The answer should be each line from the entries below that has the word "validate" in it.

(Saved data entries)
--- START ---
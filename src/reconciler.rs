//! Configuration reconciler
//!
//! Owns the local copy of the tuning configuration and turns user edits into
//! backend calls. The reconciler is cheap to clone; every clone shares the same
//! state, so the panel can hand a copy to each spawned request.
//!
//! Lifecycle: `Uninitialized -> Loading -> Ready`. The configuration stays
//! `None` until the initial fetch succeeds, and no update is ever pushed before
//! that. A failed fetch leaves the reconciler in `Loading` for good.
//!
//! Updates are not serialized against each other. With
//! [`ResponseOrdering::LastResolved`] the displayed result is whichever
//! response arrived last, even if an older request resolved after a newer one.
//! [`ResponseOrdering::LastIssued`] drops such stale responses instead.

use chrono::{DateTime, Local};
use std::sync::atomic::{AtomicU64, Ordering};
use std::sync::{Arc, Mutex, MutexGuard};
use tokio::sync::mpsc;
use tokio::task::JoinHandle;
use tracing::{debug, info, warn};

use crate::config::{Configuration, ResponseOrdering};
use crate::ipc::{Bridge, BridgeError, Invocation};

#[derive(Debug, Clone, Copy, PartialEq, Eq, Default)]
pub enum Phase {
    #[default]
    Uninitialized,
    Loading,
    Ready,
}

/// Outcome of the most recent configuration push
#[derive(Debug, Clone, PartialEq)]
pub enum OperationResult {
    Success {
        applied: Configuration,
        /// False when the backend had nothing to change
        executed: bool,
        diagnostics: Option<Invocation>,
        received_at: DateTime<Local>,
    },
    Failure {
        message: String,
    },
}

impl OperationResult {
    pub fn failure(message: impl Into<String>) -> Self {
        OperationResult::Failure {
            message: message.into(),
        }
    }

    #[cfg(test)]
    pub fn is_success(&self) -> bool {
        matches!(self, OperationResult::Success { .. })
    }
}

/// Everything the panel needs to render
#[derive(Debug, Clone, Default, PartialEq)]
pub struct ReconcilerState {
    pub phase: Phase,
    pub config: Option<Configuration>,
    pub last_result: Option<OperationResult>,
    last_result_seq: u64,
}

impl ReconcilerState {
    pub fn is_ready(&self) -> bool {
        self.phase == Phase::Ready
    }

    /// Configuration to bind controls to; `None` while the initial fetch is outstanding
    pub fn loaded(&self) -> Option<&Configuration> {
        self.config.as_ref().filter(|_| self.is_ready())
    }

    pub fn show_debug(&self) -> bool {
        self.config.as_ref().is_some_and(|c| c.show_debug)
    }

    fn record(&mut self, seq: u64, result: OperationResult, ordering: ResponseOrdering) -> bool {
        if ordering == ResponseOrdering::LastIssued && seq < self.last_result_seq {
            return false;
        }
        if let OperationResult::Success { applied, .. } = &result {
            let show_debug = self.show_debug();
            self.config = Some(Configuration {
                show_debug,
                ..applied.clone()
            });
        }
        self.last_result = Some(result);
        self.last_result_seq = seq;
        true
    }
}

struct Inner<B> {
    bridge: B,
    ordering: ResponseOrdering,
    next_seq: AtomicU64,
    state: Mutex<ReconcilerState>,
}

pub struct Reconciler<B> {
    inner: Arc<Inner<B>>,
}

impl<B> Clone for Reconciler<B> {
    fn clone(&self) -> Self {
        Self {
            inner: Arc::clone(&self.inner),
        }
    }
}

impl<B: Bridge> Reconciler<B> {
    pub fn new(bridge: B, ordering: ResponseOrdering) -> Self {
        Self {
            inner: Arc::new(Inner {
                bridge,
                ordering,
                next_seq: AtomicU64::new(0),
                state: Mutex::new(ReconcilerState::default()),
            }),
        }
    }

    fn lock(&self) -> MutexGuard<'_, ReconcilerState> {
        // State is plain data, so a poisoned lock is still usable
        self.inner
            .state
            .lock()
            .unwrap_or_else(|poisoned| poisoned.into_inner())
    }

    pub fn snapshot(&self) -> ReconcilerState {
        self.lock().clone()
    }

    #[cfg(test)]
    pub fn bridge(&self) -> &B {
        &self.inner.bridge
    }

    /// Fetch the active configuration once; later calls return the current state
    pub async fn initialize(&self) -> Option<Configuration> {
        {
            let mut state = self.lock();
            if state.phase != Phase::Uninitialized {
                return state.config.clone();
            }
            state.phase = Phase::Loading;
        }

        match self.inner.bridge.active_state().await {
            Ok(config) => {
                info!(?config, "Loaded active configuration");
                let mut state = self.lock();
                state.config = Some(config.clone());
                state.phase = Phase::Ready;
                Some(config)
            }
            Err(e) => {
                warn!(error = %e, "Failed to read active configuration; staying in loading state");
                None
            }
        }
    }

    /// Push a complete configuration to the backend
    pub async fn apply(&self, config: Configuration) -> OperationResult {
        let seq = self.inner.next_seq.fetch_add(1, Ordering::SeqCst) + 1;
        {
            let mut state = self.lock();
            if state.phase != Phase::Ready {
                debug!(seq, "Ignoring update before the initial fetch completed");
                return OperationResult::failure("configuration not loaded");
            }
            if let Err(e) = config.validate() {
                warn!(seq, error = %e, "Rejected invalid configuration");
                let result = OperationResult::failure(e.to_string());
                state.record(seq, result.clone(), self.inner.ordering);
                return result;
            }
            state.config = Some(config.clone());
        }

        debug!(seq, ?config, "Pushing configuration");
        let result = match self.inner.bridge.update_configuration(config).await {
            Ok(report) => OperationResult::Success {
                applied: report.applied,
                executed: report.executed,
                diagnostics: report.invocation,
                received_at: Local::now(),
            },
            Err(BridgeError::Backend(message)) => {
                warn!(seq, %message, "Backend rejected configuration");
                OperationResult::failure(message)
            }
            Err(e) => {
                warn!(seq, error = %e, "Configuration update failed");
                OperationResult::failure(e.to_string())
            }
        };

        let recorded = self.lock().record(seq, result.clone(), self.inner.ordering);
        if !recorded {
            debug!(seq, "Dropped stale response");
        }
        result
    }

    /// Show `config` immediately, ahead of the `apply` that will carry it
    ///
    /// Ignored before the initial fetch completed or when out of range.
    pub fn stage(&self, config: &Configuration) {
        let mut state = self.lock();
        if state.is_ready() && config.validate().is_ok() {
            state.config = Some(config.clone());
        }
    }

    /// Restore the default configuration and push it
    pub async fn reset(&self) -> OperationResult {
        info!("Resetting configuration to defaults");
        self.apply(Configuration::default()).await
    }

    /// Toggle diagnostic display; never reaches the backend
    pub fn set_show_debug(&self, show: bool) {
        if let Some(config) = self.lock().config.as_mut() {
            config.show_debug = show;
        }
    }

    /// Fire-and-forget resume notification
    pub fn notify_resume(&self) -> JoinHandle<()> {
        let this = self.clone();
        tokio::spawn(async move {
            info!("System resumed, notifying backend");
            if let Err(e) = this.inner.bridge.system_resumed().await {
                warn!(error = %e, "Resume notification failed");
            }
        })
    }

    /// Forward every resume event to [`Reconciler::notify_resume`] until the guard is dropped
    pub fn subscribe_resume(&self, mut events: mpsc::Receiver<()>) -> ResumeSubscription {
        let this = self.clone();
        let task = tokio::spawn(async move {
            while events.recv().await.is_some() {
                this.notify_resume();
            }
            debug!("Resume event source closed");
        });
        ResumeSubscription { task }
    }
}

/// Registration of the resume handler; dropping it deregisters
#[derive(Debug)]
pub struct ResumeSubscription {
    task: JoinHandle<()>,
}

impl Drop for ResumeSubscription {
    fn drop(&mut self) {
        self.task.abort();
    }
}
--- END ---
| Your solution |
            if let Err(e) = config.validate() {
        if state.is_ready() && config.validate().is_ok() {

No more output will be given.